Bissau (AFP) - West African nations on Sunday warned the army to stay out of Guinea Bissau's consitutional crisis, saying only dialogue would end the standoff between its president and the premier he sacked.
The coup-plagued country has been in political turmoil since President Jose Mario Vaz fired Domingos Simoes Pereira on Wednesday over a series of disputes including the naming of a new army chief.
Senegal's President Macky Sall, who heads ECOWAS, the Economic Community of West African States which groups 15 countries, appealed for talks between the two men to end weeks of tension.
In a statement, he urged them "to continue to explore peaceful ways of resolving the impasse and the armed forces to respect their undertakings to stay out of politics".
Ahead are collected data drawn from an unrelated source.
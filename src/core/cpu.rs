use rand::rngs::ThreadRng;
use rand::Rng;

use log::{debug, trace};

use crate::consts;
use crate::core::decode::Instruction;
use crate::core::machine::Machine;
use crate::error::VmError;

/// What a step did beyond mutating machine state.
#[derive(Debug, PartialEq, Eq, Clone, Copy)]
pub enum StepOutcome {
    Continue,
    /// A clear or draw ran; the framebuffer changed.
    Redraw,
    /// A key-wait instruction parked the program counter.
    Waiting,
}

/// The interpreter engine. Owns the machine state and drives it one
/// fetch-decode-execute step at a time; the caller paces step and timer
/// ticks against wall-clock time.
pub struct Cpu {
    pub machine: Machine,
    rng: ThreadRng,
}

impl Cpu {
    pub fn new(machine: Machine) -> Self {
        Cpu {
            machine,
            rng: rand::thread_rng(),
        }
    }

    /// Executes exactly one instruction. The program counter advances by 2
    /// unless the instruction redirected it; skips end up 4 ahead. The
    /// keypad press latch is cleared at the end of every step.
    pub fn step(&mut self) -> Result<StepOutcome, VmError> {
        let pc = self.machine.pc;
        let hi = self.machine.read_byte(pc as usize)?;
        let lo = self.machine.read_byte(pc as usize + 1)?;
        let word = ((hi as u16) << 8) | lo as u16;
        trace!("executing {:04X} at {:04X}", word, pc);

        let instr = Instruction::decode(word)?;
        self.machine.pc = pc + consts::OPCODE_BYTES;
        let outcome = self.execute(instr);
        self.machine.clear_key_latch();
        outcome
    }

    pub fn tick_timers(&mut self) {
        self.machine.tick_timers();
    }

    fn execute(&mut self, instr: Instruction) -> Result<StepOutcome, VmError> {
        match instr {
            Instruction::ClearScreen => {
                self.machine.clear_frame();
                self.machine.mark_repaint();
                return Ok(StepOutcome::Redraw);
            }
            Instruction::Return => {
                self.machine.pc = self.machine.pop()?;
            }
            Instruction::Jump(nnn) => {
                self.machine.pc = nnn;
            }
            Instruction::Call(nnn) => {
                let ret = self.machine.pc;
                self.machine.push(ret)?;
                self.machine.pc = nnn;
            }

            // Conditional skips
            Instruction::SkipEqImm(x, nn) => {
                if self.machine.read_reg(x)? == nn {
                    self.machine.pc += consts::OPCODE_BYTES;
                }
            }
            Instruction::SkipNeImm(x, nn) => {
                if self.machine.read_reg(x)? != nn {
                    self.machine.pc += consts::OPCODE_BYTES;
                }
            }
            Instruction::SkipEqReg(x, y) => {
                if self.machine.read_reg(x)? == self.machine.read_reg(y)? {
                    self.machine.pc += consts::OPCODE_BYTES;
                }
            }
            Instruction::SkipNeReg(x, y) => {
                if self.machine.read_reg(x)? != self.machine.read_reg(y)? {
                    self.machine.pc += consts::OPCODE_BYTES;
                }
            }

            // Register loads and arithmetic
            Instruction::LoadImm(x, nn) => {
                self.machine.write_reg(x, nn)?;
            }
            Instruction::AddImm(x, nn) => {
                let vx = self.machine.read_reg(x)?;
                self.machine.write_reg(x, vx.wrapping_add(nn))?;
            }
            Instruction::Move(x, y) => {
                let vy = self.machine.read_reg(y)?;
                self.machine.write_reg(x, vy)?;
            }
            Instruction::Or(x, y) => {
                let v = self.machine.read_reg(x)? | self.machine.read_reg(y)?;
                self.machine.write_reg(x, v)?;
            }
            Instruction::And(x, y) => {
                let v = self.machine.read_reg(x)? & self.machine.read_reg(y)?;
                self.machine.write_reg(x, v)?;
            }
            Instruction::Xor(x, y) => {
                let v = self.machine.read_reg(x)? ^ self.machine.read_reg(y)?;
                self.machine.write_reg(x, v)?;
            }
            Instruction::AddReg(x, y) => {
                let (sum, carry) = self
                    .machine
                    .read_reg(x)?
                    .overflowing_add(self.machine.read_reg(y)?);
                self.machine.write_reg(x, sum)?;
                self.machine.write_reg(consts::FLAG_REG, carry as u8)?;
            }
            Instruction::SubReg(x, y) => {
                let vx = self.machine.read_reg(x)?;
                let vy = self.machine.read_reg(y)?;
                self.machine.write_reg(consts::FLAG_REG, (vx >= vy) as u8)?;
                self.machine.write_reg(x, vx.wrapping_sub(vy))?;
            }
            Instruction::SubFrom(x, y) => {
                let vx = self.machine.read_reg(x)?;
                let vy = self.machine.read_reg(y)?;
                self.machine.write_reg(consts::FLAG_REG, (vy >= vx) as u8)?;
                self.machine.write_reg(x, vy.wrapping_sub(vx))?;
            }
            Instruction::ShiftRight(x) => {
                let vx = self.machine.read_reg(x)?;
                self.machine.write_reg(consts::FLAG_REG, vx & 0x01)?;
                self.machine.write_reg(x, vx >> 1)?;
            }
            Instruction::ShiftLeft(x) => {
                let vx = self.machine.read_reg(x)?;
                self.machine.write_reg(consts::FLAG_REG, vx >> 7)?;
                self.machine.write_reg(x, vx << 1)?;
            }

            Instruction::LoadIndex(nnn) => {
                self.machine.index = nnn;
            }
            Instruction::JumpOffset(nnn) => {
                let addr = nnn as usize + self.machine.read_reg(0)? as usize;
                if addr >= consts::MEM_SIZE {
                    return Err(VmError::OutOfRange {
                        entity: "jump address",
                        value: addr,
                        max: consts::MEM_SIZE - 1,
                    });
                }
                self.machine.pc = addr as u16;
            }
            Instruction::Random(x, nn) => {
                let sample: u8 = self.rng.gen();
                self.machine.write_reg(x, sample & nn)?;
            }

            Instruction::Draw(x, y, n) => {
                let x0 = self.machine.read_reg(x)? as usize % consts::FRAME_WIDTH;
                let y0 = self.machine.read_reg(y)? as usize % consts::FRAME_HEIGHT;
                let base = self.machine.index as usize;
                let rows = n as usize;
                if rows > 0 && base + rows - 1 >= consts::MEM_SIZE {
                    return Err(VmError::OutOfRange {
                        entity: "memory address",
                        value: base + rows - 1,
                        max: consts::MEM_SIZE - 1,
                    });
                }
                let mut turned_off = false;
                for row in 0..rows {
                    let py = y0 + row;
                    if py >= consts::FRAME_HEIGHT {
                        break;
                    }
                    let bits = self.machine.read_byte(base + row)?;
                    for col in 0..8 {
                        if bits & (0x80 >> col) == 0 {
                            continue;
                        }
                        let px = x0 + col;
                        if px >= consts::FRAME_WIDTH {
                            break;
                        }
                        if self.machine.toggle_pixel(px, py)? {
                            turned_off = true;
                        }
                    }
                }
                self.machine.write_reg(consts::FLAG_REG, turned_off as u8)?;
                self.machine.mark_repaint();
                return Ok(StepOutcome::Redraw);
            }

            // Skip on key state
            Instruction::SkipKeyDown(x) => {
                let key = self.machine.read_reg(x)?;
                if self.machine.key_down(key as usize)? {
                    self.machine.pc += consts::OPCODE_BYTES;
                }
            }
            Instruction::SkipKeyUp(x) => {
                let key = self.machine.read_reg(x)?;
                if !self.machine.key_down(key as usize)? {
                    self.machine.pc += consts::OPCODE_BYTES;
                }
            }
            Instruction::WaitKey(x) => {
                if !self.machine.key_latched() {
                    debug!("parked at {:04X} waiting for a key press", self.machine.pc);
                    self.machine.pc -= consts::OPCODE_BYTES;
                    return Ok(StepOutcome::Waiting);
                }
                // lowest-indexed held key; if it was already released again,
                // the wait still completes and the register keeps its value
                if let Some(key) = self.machine.first_key_down() {
                    self.machine.write_reg(x, key)?;
                }
            }

            // Timers
            Instruction::ReadDelay(x) => {
                let t = self.machine.delay_timer;
                self.machine.write_reg(x, t)?;
            }
            Instruction::SetDelay(x) => {
                self.machine.delay_timer = self.machine.read_reg(x)?;
            }
            Instruction::SetSound(x) => {
                self.machine.sound_timer = self.machine.read_reg(x)?;
            }

            Instruction::AddIndex(x) => {
                let vx = self.machine.read_reg(x)? as u16;
                // the index register is deliberately left unmasked; only the
                // flag records that it ran past the 12-bit address space
                self.machine.index = self.machine.index.wrapping_add(vx);
                let overflow = self.machine.index as usize >= consts::MEM_SIZE;
                self.machine.write_reg(consts::FLAG_REG, overflow as u8)?;
            }
            Instruction::FontIndex(x) => {
                let glyph = self.machine.read_reg(x)? as usize;
                if glyph >= 0xF {
                    return Err(VmError::OutOfRange {
                        entity: "font index",
                        value: glyph,
                        max: 0xE,
                    });
                }
                self.machine.index = (glyph * consts::GLYPH_BYTES) as u16;
            }

            // Memory transfers
            Instruction::StoreBcd(x) => {
                let vx = self.machine.read_reg(x)?;
                let base = self.machine.index as usize;
                if base + 2 >= consts::MEM_SIZE {
                    return Err(VmError::OutOfRange {
                        entity: "memory address",
                        value: base + 2,
                        max: consts::MEM_SIZE - 1,
                    });
                }
                self.machine.write_byte(base, vx / 100)?;
                self.machine.write_byte(base + 1, (vx / 10) % 10)?;
                self.machine.write_byte(base + 2, vx % 10)?;
            }
            Instruction::StoreRegs(x) => {
                let base = self.machine.index as usize;
                if base + x >= consts::MEM_SIZE {
                    return Err(VmError::OutOfRange {
                        entity: "memory address",
                        value: base + x,
                        max: consts::MEM_SIZE - 1,
                    });
                }
                for reg in 0..=x {
                    let v = self.machine.read_reg(reg)?;
                    self.machine.write_byte(base + reg, v)?;
                }
            }
            Instruction::LoadRegs(x) => {
                let base = self.machine.index as usize;
                if base + x >= consts::MEM_SIZE {
                    return Err(VmError::OutOfRange {
                        entity: "memory address",
                        value: base + x,
                        max: consts::MEM_SIZE - 1,
                    });
                }
                for reg in 0..=x {
                    let v = self.machine.read_byte(base + reg)?;
                    self.machine.write_reg(reg, v)?;
                }
            }
        }
        Ok(StepOutcome::Continue)
    }
}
On Saturday, the ruling PAIGC party renominated Pereira as prime minister just three days after he was sacked.
So far, Vaz has not reacted to the move.
The UN Security Council, which met over the unfolding crisis on Friday, also stressed that the army must stay out of it.
A 2012 military coup threw Guinea-Bissau into chaos and it has barely begun to recover following last year's election.
Vaz said his dispute with the premier stemmed partly from the appointment of a new armed forces chief, a key post in the small nation known as a hub in drug trafficking between South America and Europe.
In a unanimous statement, the 15-member UN Security Council urged all sides to "resolve the ongoing political dispute in the interest of peace in Guinea-Bissau."
Council members "underscored the importance of the non-interference of security forces in the political situation."